This Amendment No. 1 to the First Amended and Restated Limited Liability Company Agreement of PVG GP, LLC, a Delaware limited liability company (the “Company”), dated as of March __, 2010 and effective immediately prior to the closing of the secondary public offering of common units in Penn Virginia GP Holdings, L.P., a Delaware limited partnership, on March __, 2010 (this “Amendment”), is made and entered into by Penn Virginia Resource GP Corp., a Delaware corporation, as the sole member of the Company (the “Member”).  Capitalized terms used herein and not otherwise defined are used as defined in the First Amended and Restated Limited Liability Company Agreement of the Company, dated as of December 8, 2006, as amended (the “LLC Agreement”).
 
WITNESSETH
 
WHEREAS, the Company is a Delaware limited liability company that was formed under the Delaware Limited Liability Company Act, 6 Del.  C. § 18-101, et seq., and is currently governed by the LLC Agreement; and
 
WHEREAS, the Member desires to amend the LLC Agreement as set forth herein pursuant to and in accordance with Section 10.8 of the LLC Agreement.
 
NOW, THEREFORE, intending to be legally bound, the Member agrees as follows:
 
I.
AMENDMENTS.
 
The LLC Agreement is amended as follows:
 
1.         Section 1.1 of the LLC Agreement is hereby amended by inserting thereto the following new definitions in the appropriate alphabetical order that read as follows:
 
““Limited Partner” has the meaning given such term in the Partnership Agreement.
 
“Partnership Agreement” means the Second Amended and Restated Agreement of Limited Partnership of the Partnership, dated as of October 23, 2007, as amended, modified, supplemented or restated from time to time, or any successor agreement.
 
“Partnership” means Penn Virginia GP Holdings, L.P., a Delaware limited partnership.
 
“PVG Directors” has the meaning set forth in Section 6.2(b).

 

 
 
“Sponsor Directors” has the meaning set forth in Section 6.2(c).”
 
2.        Section 6.2 of the LLC Agreement is hereby deleted and replaced in its entirety with the following:
 
“6.2 Number; Qualification; Tenure.
 
(a)      The number of Directors constituting the Board shall be eight, unless otherwise fixed from time to time (at a number greater than three) pursuant to a resolution adopted by a majority of the Directors.  A Director need not be a Member.
 
(b)      (i)     The Members and the Company hereby adopt as part of the terms of this Agreement, and agree to be bound by, Section 13.4(b) of the Partnership Agreement as if such section were set forth in full herein and hereby delegate to the Limited Partners the right to elect three Independent Directors (the “PVG Directors”) at an annual meeting of the Limited Partners to be held by the Company in accordance with Section 13.4(b) of the Partnership Agreement.  Such delegation shall not cause any Member to cease to be a member of the Company and shall not constitute a delegation of any other rights, powers, privileges or duties of the Members with respect to the Company.  A Director need not be a Member or a Limited Partner.
 
(ii)          The Limited Partners shall not, as a result of exercising the rights granted under Section 13.4(b) of the Partnership Agreement, be deemed to be Members or holders of Membership Interests as such terms are defined in this Agreement or to be “members,” “managers” or holders of “limited liability company interests” as such terms are defined in the Act.

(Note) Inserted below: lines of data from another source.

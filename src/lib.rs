//! Zzanggu desktop client
//!
//! 짱구 쇼핑몰 데스크톱 클라이언트

use log::{error, info};
use tauri::{Manager, WebviewUrl, WebviewWindowBuilder};
use zg_core::config::AppConfig;
use zg_tauri::bootstrap::{self, logging};

/// Resolve the effective configuration.
///
/// A missing or unreadable file falls back to the defaults;
/// `ZZANGGU_API_BASE_URL` (from the environment or a `.env` file) overrides
/// the configured registration server during development.
fn resolve_config() -> AppConfig {
    let _ = dotenvy::dotenv();

    let config_path = bootstrap::default_config_path();
    let mut config = match bootstrap::load_config(&config_path) {
        Ok(config) => config,
        Err(e) => {
            // Logging is not initialized yet at this point.
            eprintln!("Failed to load config, using defaults: {}", e);
            AppConfig::default()
        }
    };

    if let Ok(base_url) = std::env::var("ZZANGGU_API_BASE_URL") {
        config.api.base_url = base_url;
    }

    config
}

pub fn run() {
    let config = resolve_config();

    tauri::Builder::default()
        .plugin(logging::get_builder().build())
        .setup(move |app| {
            let win_builder = WebviewWindowBuilder::new(app, "main", WebviewUrl::default())
                .title("짱구 회원가입")
                .inner_size(480.0, 820.0)
                .min_inner_size(480.0, 640.0);

            let _window = win_builder.build().expect("Failed to build main window");

            let runtime = bootstrap::create_runtime(&config, app.handle());
            app.manage(runtime);

            info!("zzanggu client started, api base {}", config.api.base_url);
            Ok(())
        })
        .invoke_handler(tauri::generate_handler![
            zg_tauri::get_signup_form,
            zg_tauri::update_signup_field,
            zg_tauri::get_signup_field_specs,
            zg_tauri::submit_signup,
        ])
        .run(tauri::generate_context!())
        .unwrap_or_else(|e| {
            error!("error while running tauri application: {}", e);
            panic!("error while running tauri application: {}", e);
        });
}
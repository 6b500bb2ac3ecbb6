use serde::{Deserialize, Serialize};

use super::draft::RegistrationDraft;
use super::phone::format_phone_number;

/// Wire payload for the registration endpoint.
///
/// Built exactly once per submission event. This is the only place the
/// phone number is formatted; the draft keeps raw digits throughout.
#[derive(Debug, Clone, PartialEq, Eq, Serialize, Deserialize)]
#[serde(rename_all = "camelCase")]
pub struct RegistrationRequest {
    pub username: String,
    pub password: String,
    pub email: String,
    pub address: String,
    pub phone_number: String,
}

impl RegistrationRequest {
    pub fn from_draft(draft: &RegistrationDraft) -> Self {
        Self {
            username: draft.username().to_string(),
            password: draft.password().to_string(),
            email: draft.email().to_string(),
            address: draft.address().to_string(),
            phone_number: format_phone_number(draft.phone_number()),
        }
    }
}
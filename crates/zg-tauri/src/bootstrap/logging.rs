//! Logging configuration for the Zzanggu desktop client
//!
//! ## Environment Behavior
//!
//! - **Development**: Debug level, outputs to Webview console
//! - **Production**: Info level, outputs to log file + stdout

use log::LevelFilter;
use tauri_plugin_log::{Target, TargetKind, TimezoneStrategy};

/// Check if running in development environment
fn is_development() -> bool {
    cfg!(debug_assertions)
}

/// Create the logging builder with appropriate configuration
///
/// Returns a builder that can be passed to `.plugin()` in the Tauri
/// builder. Filters noise from Tauri internals and the underlying WebView
/// library.
pub fn get_builder() -> tauri_plugin_log::Builder {
    let is_dev = is_development();
    let default_log_level = if is_dev {
        LevelFilter::Debug
    } else {
        LevelFilter::Info
    };

    let mut builder = tauri_plugin_log::Builder::new()
        .timezone_strategy(TimezoneStrategy::UseLocal)
        .level(default_log_level)
        // Skip tauri internal event logs (app::emit, window::emit, etc.)
        // and wry noise logs (underlying WebView library)
        .filter(|metadata| {
            !(metadata.target().starts_with("tauri::")
                || metadata.target().contains("tauri-")
                || metadata.target().starts_with("wry::"))
        })
        .format(|out, message, record| {
            // Format: 2025-12-29 10:30:45.123 INFO [lib.rs:34] [zzanggu] started
            let file = record.file().unwrap_or("unknown");
            let line = record.line().unwrap_or(0);

            out.finish(format_args!(
                "{} {} [{}:{}] [{}] {}",
                chrono::Local::now().format("%Y-%m-%d %H:%M:%S%.3f"),
                record.level(),
                file,
                line,
                record.target(),
                message
            ))
        });

    // Configure different targets based on environment
    if is_dev {
        // Development: Output to Webview (browser DevTools console)
        builder = builder.target(Target::new(TargetKind::Webview));
    } else {
        // Production: LogDir target writes to the platform log directory
        builder = builder
            .target(Target::new(TargetKind::LogDir {
                file_name: Some("zzanggu.log".to_string()),
            }))
            .target(Target::new(TargetKind::Stdout));
    }

    builder
}

#[cfg(test)]
mod tests {
    use super::*;

    #[test]
    fn test_logger_builder() {
        // Verify the builder can be constructed without panicking
        let _builder = get_builder();
    }
}
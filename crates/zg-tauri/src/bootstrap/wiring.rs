//! # Dependency Injection
//!
//! Creates the concrete adapters and injects them into the runtime. This is
//! the only place allowed to depend on zg-infra, zg-app, and the Tauri
//! adapters at the same time; that privilege is only for assembly, not for
//! decision making.

use std::sync::Arc;

use tauri::AppHandle;
use zg_app::SignupFormSession;
use zg_core::config::AppConfig;
use zg_infra::HttpRegistrationGateway;

use super::runtime::AppRuntime;
use crate::adapters::WebviewNavigator;

/// Build the completed runtime.
///
/// Called from the Tauri setup closure once the `AppHandle` exists.
pub fn create_runtime(config: &AppConfig, app_handle: &AppHandle) -> AppRuntime {
    let session = Arc::new(SignupFormSession::new());
    let gateway = Arc::new(HttpRegistrationGateway::new(config.api.base_url.clone()));
    let navigator = Arc::new(WebviewNavigator::new(app_handle.clone()));

    AppRuntime::new(session, gateway, navigator)
}
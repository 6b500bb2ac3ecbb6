//! Business logic use cases

pub mod signup;

pub use signup::{SignupFormSession, SubmissionStatus, SubmitRegistration};
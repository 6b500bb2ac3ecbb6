use anyhow::Result;

use crate::registration::RegistrationRequest;

#[async_trait::async_trait]
pub trait RegistrationGatewayPort: Send + Sync {
    /// Submit a new-user payload to the registration endpoint.
    ///
    /// Resolves `Ok` for any 2xx response; the response body is not
    /// inspected. Transport failures and non-2xx statuses resolve `Err`.
    async fn register(&self, request: &RegistrationRequest) -> Result<()>;
}
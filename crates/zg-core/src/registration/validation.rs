//! Password validation predicates.
//!
//! Pure functions over the current field values. They drive the checkmark
//! and per-rule messages in the form; they never block typing or
//! submission.

use lazy_static::lazy_static;
use regex::Regex;
use serde::{Deserialize, Serialize};

use super::draft::RegistrationDraft;

/// Special characters accepted by the complexity rule.
pub const PASSWORD_SPECIAL_CHARS: &str = "$@!%*#?&";

const PASSWORD_MIN_LEN: usize = 8;
const PASSWORD_MAX_LEN: usize = 16;

lazy_static! {
    // Only the first character is checked against the allowed class; the
    // rest of the string is covered by the containment checks alone.
    static ref ALLOWED_FIRST_CHAR: Regex = Regex::new(r"^[A-Za-z\d$@!%*#?&]").unwrap();
}

/// True iff the password is 8 to 16 characters long.
pub fn is_valid_password_length(password: &str) -> bool {
    let len = password.chars().count();
    (PASSWORD_MIN_LEN..=PASSWORD_MAX_LEN).contains(&len)
}

/// True iff the password contains at least one ASCII letter, one digit, and
/// one character from [`PASSWORD_SPECIAL_CHARS`], and its first character
/// belongs to one of those classes.
///
/// Characters outside the allowed class after the first position do not
/// fail the check, and no length bound is applied here.
pub fn is_valid_password_complexity(password: &str) -> bool {
    let has_letter = password.chars().any(|c| c.is_ascii_alphabetic());
    let has_digit = password.chars().any(|c| c.is_ascii_digit());
    let has_special = password.chars().any(|c| PASSWORD_SPECIAL_CHARS.contains(c));

    has_letter && has_digit && has_special && ALLOWED_FIRST_CHAR.is_match(password)
}

/// True iff the two raw strings are identical.
pub fn passwords_match(password: &str, confirmation: &str) -> bool {
    password == confirmation
}

/// Correctness flags for the password inputs, derived from the draft.
///
/// The flags are recomputed from the current text on every read; nothing is
/// cached between keystrokes, so they cannot drift out of sync with the
/// underlying fields.
#[derive(Debug, Clone, Copy, Default, PartialEq, Eq, Serialize, Deserialize)]
#[serde(rename_all = "camelCase")]
pub struct ValidationState {
    pub password_length_ok: bool,
    pub password_complexity_ok: bool,
    pub passwords_match: bool,
}

impl ValidationState {
    pub fn derive(draft: &RegistrationDraft) -> Self {
        Self {
            password_length_ok: is_valid_password_length(draft.password()),
            password_complexity_ok: is_valid_password_complexity(draft.password()),
            passwords_match: passwords_match(draft.password(), draft.password_confirmation()),
        }
    }
}
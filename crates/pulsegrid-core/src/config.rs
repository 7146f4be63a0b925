//! pulsegrid.toml configuration parser.
//!
//! The manifest names the monitored sources, each with its own probe
//! cadence, plus optional monitor-wide tuning:
//!
//! ```toml
//! [monitor]
//! probe_timeout = "10s"
//! critical_error_threshold = 3
//! stale_alert_after = "1h"
//!
//! [[sources]]
//! name = "notion"
//! address = "127.0.0.1:9001"
//! endpoint = "/health"
//! interval = "5m"
//! ```

use std::collections::HashSet;
use std::path::Path;
use std::time::Duration;

use serde::{Deserialize, Serialize};

use crate::error::{ConfigError, ConfigResult};
use crate::score::ScoreThresholds;

/// Monitor-wide runtime configuration, with the score thresholds.
#[derive(Debug, Clone)]
pub struct MonitorConfig {
    /// Ceiling on a single probe call; a timed-out probe counts as a
    /// probe failure.
    pub probe_timeout: Duration,
    /// Consecutive errors before a critical alert fires.
    pub critical_error_threshold: u32,
    /// Freshness beyond this (seconds) fires a warning alert.
    pub stale_alert_after_secs: u64,
    /// Broadcast channel capacity for the event bus.
    pub event_capacity: usize,
    pub thresholds: ScoreThresholds,
}

impl Default for MonitorConfig {
    fn default() -> Self {
        Self {
            probe_timeout: Duration::from_secs(10),
            critical_error_threshold: 3,
            stale_alert_after_secs: 3600,
            event_capacity: 256,
            thresholds: ScoreThresholds::default(),
        }
    }
}

/// One validated source definition: what to probe and how often.
#[derive(Debug, Clone)]
pub struct SourceSpec {
    pub name: String,
    /// Probe target (`host:port`). Absent means the source is known
    /// but not configured; its probe reports `not_configured`.
    pub address: Option<String>,
    /// HTTP path probed on the source's health endpoint.
    pub endpoint: String,
    /// Cadence of the source's own repeating timer.
    pub interval: Duration,
}

// ── Manifest (raw TOML shapes) ────────────────────────────────────

#[derive(Debug, Clone, Serialize, Deserialize)]
pub struct PulseConfig {
    pub monitor: Option<MonitorSection>,
    pub sources: Vec<SourceEntry>,
}

#[derive(Debug, Clone, Default, Serialize, Deserialize)]
pub struct MonitorSection {
    pub probe_timeout: Option<String>,
    pub critical_error_threshold: Option<u32>,
    pub stale_alert_after: Option<String>,
    pub very_stale_after: Option<String>,
}

#[derive(Debug, Clone, Serialize, Deserialize)]
pub struct SourceEntry {
    pub name: String,
    pub address: Option<String>,
    /// Defaults to "/health".
    pub endpoint: Option<String>,
    /// Defaults to "5m".
    pub interval: Option<String>,
}

impl PulseConfig {
    pub fn from_file(path: &Path) -> ConfigResult<Self> {
        let content =
            std::fs::read_to_string(path).map_err(|e| ConfigError::Read(e.to_string()))?;
        Self::from_toml(&content)
    }

    pub fn from_toml(content: &str) -> ConfigResult<Self> {
        let config: PulseConfig =
            toml::from_str(content).map_err(|e| ConfigError::Parse(e.to_string()))?;
        config.validate()?;
        Ok(config)
    }

    fn validate(&self) -> ConfigResult<()> {
        if self.sources.is_empty() {
            return Err(ConfigError::NoSources);
        }
        let mut seen = HashSet::new();
        for entry in &self.sources {
            if !seen.insert(entry.name.as_str()) {
                return Err(ConfigError::DuplicateSource(entry.name.clone()));
            }
        }
        Ok(())
    }

    /// Resolve the `[monitor]` section against defaults.
    pub fn monitor_config(&self) -> ConfigResult<MonitorConfig> {
        let mut config = MonitorConfig::default();
        let Some(section) = &self.monitor else {
            return Ok(config);
        };
        if let Some(s) = &section.probe_timeout {
            config.probe_timeout = parse_duration(s)?;
        }
        if let Some(n) = section.critical_error_threshold {
            config.critical_error_threshold = n;
        }
        if let Some(s) = &section.stale_alert_after {
            let stale = parse_duration(s)?.as_secs();
            config.stale_alert_after_secs = stale;
            config.thresholds.stale_after_secs = stale;
        }
        if let Some(s) = &section.very_stale_after {
            config.thresholds.very_stale_after_secs = parse_duration(s)?.as_secs();
        }
        Ok(config)
    }

    /// Resolve the `[[sources]]` entries into validated specs.
    pub fn source_specs(&self) -> ConfigResult<Vec<SourceSpec>> {
        self.sources
            .iter()
            .map(|entry| {
                let interval = match &entry.interval {
                    Some(s) => parse_duration(s)?,
                    None => Duration::from_secs(300),
                };
                Ok(SourceSpec {
                    name: entry.name.clone(),
                    address: entry.address.clone(),
                    endpoint: entry
                        .endpoint
                        .clone()
                        .unwrap_or_else(|| "/health".to_string()),
                    interval,
                })
            })
            .collect()
    }
}

/// Parse a duration string like "500ms", "30s", "5m", "1h", or a bare
/// number of seconds.
pub fn parse_duration(s: &str) -> ConfigResult<Duration> {
    let trimmed = s.trim();
    let parsed = if let Some(ms) = trimmed.strip_suffix("ms") {
        ms.parse::<u64>().ok().map(Duration::from_millis)
    } else if let Some(secs) = trimmed.strip_suffix('s') {
        secs.parse::<u64>().ok().map(Duration::from_secs)
    } else if let Some(mins) = trimmed.strip_suffix('m') {
        mins.parse::<u64>().ok().map(|m| Duration::from_secs(m * 60))
    } else if let Some(hours) = trimmed.strip_suffix('h') {
        hours
            .parse::<u64>()
            .ok()
            .map(|h| Duration::from_secs(h * 3600))
    } else {
        trimmed.parse::<u64>().ok().map(Duration::from_secs)
    };
    parsed.ok_or_else(|| ConfigError::BadDuration(s.to_string()))
}

#[cfg(test)]
mod tests {
    use super::*;

    const SAMPLE: &str = r#"
        [monitor]
        probe_timeout = "5s"
        critical_error_threshold = 4
        stale_alert_after = "30m"

        [[sources]]
        name = "notion"
        address = "127.0.0.1:9001"
        interval = "5m"

        [[sources]]
        name = "xero"
        interval = "30m"
        endpoint = "/status"
    "#;

    #[test]
    fn parses_full_manifest() {
        let config = PulseConfig::from_toml(SAMPLE).unwrap();
        let monitor = config.monitor_config().unwrap();
        assert_eq!(monitor.probe_timeout, Duration::from_secs(5));
        assert_eq!(monitor.critical_error_threshold, 4);
        assert_eq!(monitor.stale_alert_after_secs, 1800);
        assert_eq!(monitor.thresholds.stale_after_secs, 1800);

        let specs = config.source_specs().unwrap();
        assert_eq!(specs.len(), 2);
        assert_eq!(specs[0].name, "notion");
        assert_eq!(specs[0].interval, Duration::from_secs(300));
        assert_eq!(specs[0].endpoint, "/health");
        assert!(specs[1].address.is_none());
        assert_eq!(specs[1].endpoint, "/status");
        assert_eq!(specs[1].interval, Duration::from_secs(1800));
    }

    #[test]
    fn missing_monitor_section_uses_defaults() {
        let config = PulseConfig::from_toml("[[sources]]\nname = \"gmail\"").unwrap();
        let monitor = config.monitor_config().unwrap();
        assert_eq!(monitor.probe_timeout, Duration::from_secs(10));
        assert_eq!(monitor.critical_error_threshold, 3);
        let specs = config.source_specs().unwrap();
        assert_eq!(specs[0].interval, Duration::from_secs(300));
    }

    #[test]
    fn rejects_empty_source_list() {
        let err = PulseConfig::from_toml("sources = []").unwrap_err();
        assert!(matches!(err, ConfigError::NoSources));
    }

    #[test]
    fn rejects_duplicate_source_names() {
        let content = "[[sources]]\nname = \"gmail\"\n[[sources]]\nname = \"gmail\"";
        let err = PulseConfig::from_toml(content).unwrap_err();
        assert!(matches!(err, ConfigError::DuplicateSource(name) if name == "gmail"));
    }

    #[test]
    fn parse_duration_units() {
        assert_eq!(parse_duration("500ms").unwrap(), Duration::from_millis(500));
        assert_eq!(parse_duration("30s").unwrap(), Duration::from_secs(30));
        assert_eq!(parse_duration("5m").unwrap(), Duration::from_secs(300));
        assert_eq!(parse_duration("2h").unwrap(), Duration::from_secs(7200));
        assert_eq!(parse_duration("45").unwrap(), Duration::from_secs(45));
    }

    #[test]
    fn parse_duration_rejects_garbage() {
        assert!(parse_duration("fast").is_err());
        assert!(parse_duration("").is_err());
        assert!(parse_duration("9q").is_err());
    }
}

The exercise by a Limited Partner of the right to elect PVG Directors and any other rights afforded to such Limited Partner hereunder and under Section 13.4(b) of the Partnership Agreement shall be in such Limited Partner’s capacity as a limited partner of the Partnership, and no Limited Partner shall be liable for any debts, obligations or liabilities of the Company by reason of the foregoing.
 
(iii)         The Members, the Directors and the Company shall use their commercially reasonable best efforts to take such action as shall be necessary or appropriate to give effect to and implement the provisions of Section 13.4(b) of the Partnership Agreement as adopted in this Section 6.2(b).
 
(iv)         The Board, by adoption of a resolution that is approved by the Board (including a majority of the PVG Directors) and without the consent of any other Person, shall have the authority to provide for staggered elections of the PVG Directors in the manner set forth in Section 13.4(b)(v) of the Partnership Agreement.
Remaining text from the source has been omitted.